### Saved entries
=== Begin Enclosure ===
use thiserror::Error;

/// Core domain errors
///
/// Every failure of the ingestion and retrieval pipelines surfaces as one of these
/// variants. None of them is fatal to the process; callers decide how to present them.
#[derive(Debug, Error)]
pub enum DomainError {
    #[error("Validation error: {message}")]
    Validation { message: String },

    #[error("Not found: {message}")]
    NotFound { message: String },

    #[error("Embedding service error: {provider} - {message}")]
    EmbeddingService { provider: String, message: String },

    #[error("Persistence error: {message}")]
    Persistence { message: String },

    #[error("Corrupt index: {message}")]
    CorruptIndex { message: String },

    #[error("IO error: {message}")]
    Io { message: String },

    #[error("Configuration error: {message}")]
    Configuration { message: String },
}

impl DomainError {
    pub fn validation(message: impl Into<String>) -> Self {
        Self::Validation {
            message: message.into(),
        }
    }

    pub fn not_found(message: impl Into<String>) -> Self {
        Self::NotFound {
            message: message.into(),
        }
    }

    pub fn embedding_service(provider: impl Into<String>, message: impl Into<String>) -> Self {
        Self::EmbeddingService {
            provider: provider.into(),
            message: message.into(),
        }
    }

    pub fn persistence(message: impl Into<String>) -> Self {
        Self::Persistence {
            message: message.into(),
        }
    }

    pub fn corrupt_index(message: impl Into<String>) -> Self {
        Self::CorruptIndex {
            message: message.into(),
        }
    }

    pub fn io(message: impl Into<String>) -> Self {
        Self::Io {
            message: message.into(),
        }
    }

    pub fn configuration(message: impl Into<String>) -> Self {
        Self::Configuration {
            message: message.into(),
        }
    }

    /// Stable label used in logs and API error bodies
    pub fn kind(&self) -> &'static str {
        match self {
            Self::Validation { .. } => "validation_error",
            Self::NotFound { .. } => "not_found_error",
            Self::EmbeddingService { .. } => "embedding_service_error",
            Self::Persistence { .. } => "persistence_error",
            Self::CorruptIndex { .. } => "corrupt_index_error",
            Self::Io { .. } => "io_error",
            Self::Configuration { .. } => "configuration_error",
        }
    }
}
=== End Enclosure ===
### PROBLEM TO WORK ON
Go through the entries above and pull out each line with "CorruptIndex" in it.

### WORKED SOLUTION
    CorruptIndex { message: String },
        Self::CorruptIndex {
            Self::CorruptIndex { .. } => "corrupt_index_error",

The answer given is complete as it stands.